These personal and historical meditations explore the human and natural history of the Near Southwest, a bio-region that embraces New Mexico, Texas, Oklahoma, and slices of Colorado, Kansas, Arkansas, and Louisiana. Centuries ago, the Navajos named this region the Horizontal Yellow, a landscape characterized by yellowed grass stretching in all four directions, rivers that drain from the Southern Rockies to the Gulf of Mexico, and human cultures peculiarly adapted to the regional biome. The Horizontal Yellow's piney woods, oak savannahs, blackland prairies, rolling desert plains, desert scrub basins, scarp mesas, table lands, pinon-juniper foothills, and diverse mountain ranges have succored and inspired American Indians, Hispanos, Anglos, and Frenchmen, including Dan E. Flores's own ancestors, who homesteaded in western Louisiana three hundred years ago and were mustangers on the Southern Plains. Moving between the present and past, the personal and historical, the author ruminates on myth, wilderness, wolves, horses, deserts, mountains, rivers, and human endeavor from Cabeza de Vaca to Georgia O'Keeffe in the Near Southwest.
Dan Flores is the A. B. Hammond Professor of History at the University of Montana in Missoula.

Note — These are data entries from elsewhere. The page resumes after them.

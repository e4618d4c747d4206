//! Common types and utilities for the cxxtraits type-trait engine.
//!
//! This crate provides foundational types used across all cxxtraits crates:
//! - Name interning (`Atom`, `ShardedInterner`)
//! - Engine limits and thresholds
//! - Target data model (`TargetInfo`) describing scalar sizes and alignments

// Name interning for record and enumeration identifiers
pub mod interner;
pub use interner::{Atom, ShardedInterner};

// Centralized limits and thresholds
pub mod limits;

// Target data model (LP64, LLP64, ILP32)
pub mod target;
pub use target::{ScalarLayout, TargetInfo, TargetInfoError};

"Dan Flores explores our complex relationship with the natural environment in a way that far surpasses the simple-minded rhapsody of most nature writers. This is a provocative book from an original mind."
– Stephen Harrigan
"Lively, vivid, and intensely personal, Horizontal Yellow fills a gap in American environmental historiography, which has largely bypassed the plains of Texas and New Mexico. Horizontal Yellow is one of the best and most evocative books in the burgeoning literature about place [...] it succeeds and raises questions as a first-rate contribution to the literature of place, and few know the region as well as Flores [...] "
– New Mexico Historical Review
"No one makes history come alive better than Dan Flores [...] Horizontal Yellow, both scholarly and readable, has a powerful component."
– ISLE, Journal of Environmental Literature
"[...] beautifully-written in creative lyrical language [...] His is a story-telling technique that is enjoyable and easy-to-read."